其次,文中也提到,他们的方法可以“maintain high diversity and novelty”,那么为什么我们一定要寻找新化或新骨架呢?我想很多因枯燥的分离工作而苦恼的虫友都会去思考这个问题,个人觉得,除了较为“朴素”的“为发文章”的意义之外,新化合物或者新骨架的发现实际上也意味着新的“可能”:就药物发现而言,与疾病相关的靶酶或许就像一位眼光挑剔的“非诚”女嘉宾,渴望找到一位理想的男士(化学分子),但一直未能如愿,当我们不断安排更多的新化或新骨架分子“上场”,那么也就增加了“牵手”的可能(分子显现In vitro/In vivo活性)!当然,“牵手”之后,分子要想进一步成为靶酶的“终身伴侣”(药物),还要经历很多改造(化学修饰、制剂等),当然,仍存在“分手”的可能(如药效、药动不能满足要求)。以上仅为我的粗浅认识,请轻拍,也欢迎各位发表自己的观点!

正文:
文中研究的整体思路是比较简单且清晰的,一般情况下我们需要在获得化合物单体、解析其各种图谱、并与文献对照之后方能确定其是否新颖及新颖程度。而该文章则另辟蹊径,首先从Poecilosclerida目20种海绵(sponge)中制备了220个fractions,通过对比各fraction的1H-NMR,选取其中具有特殊位移形式(unique spectral patterns)的fractions进行NMR-guided分离,最终获得具有新颖化学结构的化合物。

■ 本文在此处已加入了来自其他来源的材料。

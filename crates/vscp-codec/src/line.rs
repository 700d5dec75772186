//! Line framing for byte-stream transports.
//!
//! One message per line:
//! ```text
//! ?type=RESET&id=S1\n
//! ```
//! Outgoing lines end with `\n`. Incoming lines may end with `\n` or `\r\n`;
//! blank lines are skipped.

use bytes::{Buf, BufMut, BytesMut};
use tracing::trace;

use crate::error::{CodecError, Result};

/// Byte terminating every line on the wire.
pub const LINE_TERMINATOR: u8 = b'\n';

/// Append `message` plus the line terminator to `dst`.
pub fn encode_line(message: &str, dst: &mut BytesMut) {
    dst.reserve(message.len() + 1);
    dst.put_slice(message.as_bytes());
    dst.put_u8(LINE_TERMINATOR);
}

/// Decode the next complete line from a buffer.
///
/// Returns `Ok(None)` if the buffer doesn't hold a complete non-blank line
/// yet. On success, consumes the line and its terminator from the buffer.
/// A line (or an unterminated tail) longer than `max_len` is discarded and
/// reported as [`CodecError::LineTooLong`].
pub fn decode_line(src: &mut BytesMut, max_len: usize) -> Result<Option<String>> {
    loop {
        let Some(end) = src.iter().position(|&b| b == LINE_TERMINATOR) else {
            // A trailing `\r` may belong to a `\r\n` still in flight.
            let pending = usize::from(src.last() == Some(&b'\r'));
            if src.len() > max_len + pending {
                let len = src.len();
                src.clear();
                return Err(CodecError::LineTooLong { len, max: max_len });
            }
            return Ok(None);
        };

        let mut line = src.split_to(end);
        src.advance(1);

        if line.last() == Some(&b'\r') {
            line.truncate(line.len() - 1);
        }

        if line.is_empty() {
            trace!("skipping blank line");
            continue;
        }

        if line.len() > max_len {
            return Err(CodecError::LineTooLong {
                len: line.len(),
                max: max_len,
            });
        }

        return Ok(Some(String::from_utf8_lossy(&line).into_owned()));
    }
}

(1)Fractions的制备:我们都知道,如果直接以样品粗提物做谱,谱图会异常复杂;而本文则采用了他们之前发表的一种方法【3】:他们考察了在选用具有不同吸附剂的SPE(固相萃取)及洗脱条件时,符合“Lipinski’s rule-of-five”(见讨论部分)(此处主要是符合其中“脂水分布系数不大于五”的rule)的洗脱物的比例,并确定了比例最大时的洗脱条件,将用这种条件制备出的提取物称为Lead-like Enhanced Extracts(LLE,类先导性强化的提取物)。在得到LLE之后,通过半制备液相进行划段,总共从Poecilosclerida目20种海绵(sponge)中制备了220个fractions(具体处理方法请参见两篇相关文献)。

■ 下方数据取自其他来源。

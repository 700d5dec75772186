use std::fmt;
use std::io;

use vscp_emulator::EmulatorError;
use vscp_engine::{ErrorCategory, ProtocolError};
use vscp_transport::TransportError;

pub const SUCCESS: i32 = 0;
pub const FAILURE: i32 = 1;
pub const TRANSPORT_ERROR: i32 = 3;
pub const DATA_INVALID: i32 = 60;
pub const USAGE: i32 = 64;
pub const NOT_INITIALIZED: i32 = 70;
pub const TIMEOUT: i32 = 124;
pub const INTERNAL: i32 = 125;

pub type CliResult<T> = Result<T, CliError>;

#[derive(Debug)]
pub struct CliError {
    pub code: i32,
    pub message: String,
}

impl CliError {
    pub fn new(code: i32, message: impl Into<String>) -> Self {
        Self {
            code,
            message: message.into(),
        }
    }
}

impl fmt::Display for CliError {
    fn fmt(&self, f: &mut fmt::Formatter<'_>) -> fmt::Result {
        write!(f, "{}", self.message)
    }
}

impl std::error::Error for CliError {}

pub fn io_error(context: &str, err: io::Error) -> CliError {
    let code = match err.kind() {
        io::ErrorKind::TimedOut | io::ErrorKind::WouldBlock => TIMEOUT,
        io::ErrorKind::InvalidData => DATA_INVALID,
        _ => TRANSPORT_ERROR,
    };
    CliError::new(code, format!("{context}: {err}"))
}

pub fn transport_error(context: &str, err: TransportError) -> CliError {
    match err {
        TransportError::Bind { source, .. }
        | TransportError::Connect { source, .. }
        | TransportError::Accept(source)
        | TransportError::Io(source) => io_error(context, source),
        TransportError::Timeout(_) => CliError::new(TIMEOUT, format!("{context}: {err}")),
        TransportError::MessageTooLarge { .. } => {
            CliError::new(DATA_INVALID, format!("{context}: {err}"))
        }
        TransportError::PathTooLong { .. } => CliError::new(USAGE, format!("{context}: {err}")),
        other => CliError::new(TRANSPORT_ERROR, format!("{context}: {other}")),
    }
}

pub fn category_code(category: ErrorCategory) -> i32 {
    match category {
        ErrorCategory::MethodFailed | ErrorCategory::NotFound => FAILURE,
        ErrorCategory::IOError => TRANSPORT_ERROR,
        ErrorCategory::EncodingError => DATA_INVALID,
        ErrorCategory::InvalidValue => USAGE,
        ErrorCategory::NotInitialized => NOT_INITIALIZED,
        ErrorCategory::Timeout => TIMEOUT,
        ErrorCategory::NotDefined => INTERNAL,
    }
}

/// Log the full chain, then reduce it to an exit code and one-line message.
pub fn protocol_error(context: &str, err: ProtocolError) -> CliError {
    err.log();
    let mut message = format!("{context}: {err}");
    if let Some(cause) = err.cause() {
        message.push_str(&format!(" ({cause})"));
    }
    CliError::new(category_code(err.category()), message)
}

pub fn emulator_error(context: &str, err: EmulatorError) -> CliError {
    match err {
        EmulatorError::Read { source, .. } => io_error(context, source),
        EmulatorError::Transport(err) => transport_error(context, err),
        other => CliError::new(DATA_INVALID, format!("{context}: {other}")),
    }
}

(2)1H-NMR的测定及对比分析:对所有fractions分别进行1H-NMR的测定,经过前述处理,各fraction的1H-NMR已得到大幅度简化,然后对这些1H-NMR进行对比分析,发现其中5个fractions显示了其他fractions中没有的图谱指纹“纹路”-其中2个fractions的1H-NMR显示δ 3.55 (m), δ 3.80 (m),5个fractions全部显示δ 1.10-1.50 (m),而这五个具有特别1H-NMR 的fractions经回溯全部来自于同一种名为Iotrochota sp.的海绵,对其进行NMR-guided分离,得到了对应以上特殊位移的iotrochotazine A (1)及iotrochotadines A–D。经结构解析确认化合物1是具有新颖骨架类型的海洋生物碱。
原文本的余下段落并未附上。